PROVIDED ENTRIES
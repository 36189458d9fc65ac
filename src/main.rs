//! `livemap` command-line front end.
//!
//! Reads a compute request from a JSON file, runs it on a background
//! worker and writes the response JSON (and optionally the raw `f32`
//! matrix) to disk or stdout.

use std::fs;
use std::io::Write;
use std::path::{Path, PathBuf};

use anyhow::{bail, Context};
use clap::{Parser, Subcommand};
use livemap::engine::{ContactFrequencyEngine, DistanceMatrixEngine};
use livemap::trace::estimate_distance_threshold;
use livemap::transport::codec::{decode_request, encode_response};
use livemap::transport::{ComputeRequest, ComputeResponse, ComputeWorker};
use livemap::Options;

#[derive(Parser)]
#[command(name = "livemap")]
#[command(
    about = "Contact-frequency and distance matrices for 3D genome traces",
    long_about = None
)]
struct Cli {
    /// Options TOML file
    #[arg(long, global = true, value_name = "FILE")]
    options: Option<PathBuf>,

    #[command(subcommand)]
    command: Command,
}

#[derive(Subcommand)]
enum Command {
    /// Count segment contacts for a trace or ensemble request
    Contact {
        /// Request JSON file
        request: PathBuf,
        /// Contact threshold, clamped to the configured range; overrides
        /// the request's own value
        #[arg(long)]
        threshold: Option<f64>,
        /// Response JSON file (stdout when omitted)
        #[arg(long, value_name = "FILE")]
        output: Option<PathBuf>,
        /// Also write the matrix as raw native-endian f32
        #[arg(long, value_name = "FILE")]
        raw: Option<PathBuf>,
    },
    /// Pairwise or ensemble-averaged distances for a request
    Distance {
        /// Request JSON file
        request: PathBuf,
        /// Response JSON file (stdout when omitted)
        #[arg(long, value_name = "FILE")]
        output: Option<PathBuf>,
        /// Also write the matrix as raw native-endian f32
        #[arg(long, value_name = "FILE")]
        raw: Option<PathBuf>,
    },
    /// Print the contact threshold estimated from the request's first trace
    Estimate {
        /// Request JSON file
        request: PathBuf,
    },
}

fn read_request(path: &Path) -> anyhow::Result<ComputeRequest> {
    let bytes = fs::read(path)
        .with_context(|| format!("reading request {}", path.display()))?;
    decode_request(&bytes)
        .with_context(|| format!("decoding request {}", path.display()))
}

fn write_response(
    response: &ComputeResponse,
    output: Option<&Path>,
    raw: Option<&Path>,
) -> anyhow::Result<()> {
    if let Some(path) = raw {
        fs::write(path, response.matrix_buffer.as_bytes())
            .with_context(|| format!("writing {}", path.display()))?;
        log::info!(
            "wrote {} cells to {}",
            response.matrix_buffer.len(),
            path.display()
        );
    }

    let json = encode_response(response)?;
    match output {
        Some(path) => fs::write(path, json)
            .with_context(|| format!("writing {}", path.display()))?,
        None => {
            let mut stdout = std::io::stdout().lock();
            stdout.write_all(&json)?;
            writeln!(stdout)?;
        }
    }
    Ok(())
}

fn main() -> anyhow::Result<()> {
    env_logger::Builder::from_env(
        env_logger::Env::default().default_filter_or("info"),
    )
    .init();
    let cli = Cli::parse();

    let options = match &cli.options {
        Some(path) => Options::load(path)
            .with_context(|| format!("loading options {}", path.display()))?,
        None => Options::default(),
    };

    match cli.command {
        Command::Contact {
            request,
            threshold,
            output,
            raw,
        } => {
            let mut request = read_request(&request)?;
            if let Some(t) = threshold {
                request.distance_threshold =
                    Some(options.contact.clamp_threshold(t));
            }
            let worker =
                ComputeWorker::spawn(ContactFrequencyEngine::new(&options))?;
            let response = worker.compute(&request)?;
            write_response(&response, output.as_deref(), raw.as_deref())?;
        }
        Command::Distance {
            request,
            output,
            raw,
        } => {
            let request = read_request(&request)?;
            let worker =
                ComputeWorker::spawn(DistanceMatrixEngine::new(&options))?;
            let response = worker.compute(&request)?;
            write_response(&response, output.as_deref(), raw.as_deref())?;
        }
        Command::Estimate { request } => {
            let request = read_request(&request)?;
            let Some(first) = request.traces()?.first() else {
                bail!("request carries no traces");
            };
            let Some(estimate) = estimate_distance_threshold(first) else {
                bail!("first trace has no present points");
            };
            let mut stdout = std::io::stdout().lock();
            writeln!(stdout, "{}", options.contact.clamp_threshold(estimate))?;
        }
    }
    Ok(())
}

BRIEF
Print out each record above exactly, with nothing omitted.

RESPONSE AREA
repository 36189458d9fc65ac
filename src/main.rs
//! `livemap` command-line front end.
//!
//! Reads a compute request from a JSON file, runs it on a background
//! worker and writes the response JSON (and optionally the raw `f32`
//! matrix) to disk or stdout.

use std::fs;
use std::io::Write;
use std::path::{Path, PathBuf};

use anyhow::{bail, Context};
use clap::{Parser, Subcommand};
use livemap::engine::{ContactFrequencyEngine, DistanceMatrixEngine};
use livemap::trace::estimate_distance_threshold;
use livemap::transport::codec::{decode_request, encode_response};
use livemap::transport::{ComputeRequest, ComputeResponse, ComputeWorker};
use livemap::Options;

#[derive(Parser)]
#[command(name = "livemap")]
#[command(
    about = "Contact-frequency and distance matrices for 3D genome traces",
    long_about = None
)]
struct Cli {
    /// Options TOML file
    #[arg(long, global = true, value_name = "FILE")]
    options: Option<PathBuf>,

    #[command(subcommand)]
    command: Command,
}

#[derive(Subcommand)]
enum Command {
    /// Count segment contacts for a trace or ensemble request
    Contact {
        /// Request JSON file
        request: PathBuf,
        /// Contact threshold, clamped to the configured range; overrides
        /// the request's own value
        #[arg(long)]
        threshold: Option<f64>,
        /// Response JSON file (stdout when omitted)
        #[arg(long, value_name = "FILE")]
        output: Option<PathBuf>,
        /// Also write the matrix as raw native-endian f32
        #[arg(long, value_name = "FILE")]
        raw: Option<PathBuf>,
    },
    /// Pairwise or ensemble-averaged distances for a request
    Distance {
        /// Request JSON file
        request: PathBuf,
        /// Response JSON file (stdout when omitted)
        #[arg(long, value_name = "FILE")]
        output: Option<PathBuf>,
        /// Also write the matrix as raw native-endian f32
        #[arg(long, value_name = "FILE")]
        raw: Option<PathBuf>,
    },
    /// Print the contact threshold estimated from the request's first trace
    Estimate {
        /// Request JSON file
        request: PathBuf,
    },
}

fn read_request(path: &Path) -> anyhow::Result<ComputeRequest> {
    let bytes = fs::read(path)
        .with_context(|| format!("reading request {}", path.display()))?;
    decode_request(&bytes)
        .with_context(|| format!("decoding request {}", path.display()))
}

fn write_response(
    response: &ComputeResponse,
    output: Option<&Path>,
    raw: Option<&Path>,
) -> anyhow::Result<()> {
    if let Some(path) = raw {
        fs::write(path, response.matrix_buffer.as_bytes())
            .with_context(|| format!("writing {}", path.display()))?;
        log::info!(
            "wrote {} cells to {}",
            response.matrix_buffer.len(),
            path.display()
        );
    }

    let json = encode_response(response)?;
    match output {
        Some(path) => fs::write(path, json)
            .with_context(|| format!("writing {}", path.display()))?,
        None => {
            let mut stdout = std::io::stdout().lock();
            stdout.write_all(&json)?;
            writeln!(stdout)?;
        }
    }
    Ok(())
}

fn main() -> anyhow::Result<()> {
    env_logger::Builder::from_env(
        env_logger::Env::default().default_filter_or("info"),
    )
    .init();
    let cli = Cli::parse();

    let options = match &cli.options {
        Some(path) => Options::load(path)
            .with_context(|| format!("loading options {}", path.display()))?,
        None => Options::default(),
    };

    match cli.command {
        Command::Contact {
            request,
            threshold,
            output,
            raw,
        } => {
            let mut request = read_request(&request)?;
            if let Some(t) = threshold {
                request.distance_threshold =
                    Some(options.contact.clamp_threshold(t));
            }
            let worker =
                ComputeWorker::spawn(ContactFrequencyEngine::new(&options))?;
            let response = worker.compute(&request)?;
            write_response(&response, output.as_deref(), raw.as_deref())?;
        }
        Command::Distance {
            request,
            output,
            raw,
        } => {
            let request = read_request(&request)?;
            let worker =
                ComputeWorker::spawn(DistanceMatrixEngine::new(&options))?;
            let response = worker.compute(&request)?;
            write_response(&response, output.as_deref(), raw.as_deref())?;
        }
        Command::Estimate { request } => {
            let request = read_request(&request)?;
            let Some(first) = request.traces()?.first() else {
                bail!("request carries no traces");
            };
            let Some(estimate) = estimate_distance_threshold(first) else {
                bail!("first trace has no present points");
            };
            let mut stdout = std::io::stdout().lock();
            writeln!(stdout, "{}", options.contact.clamp_threshold(estimate))?;
        }
    }
    Ok(())
}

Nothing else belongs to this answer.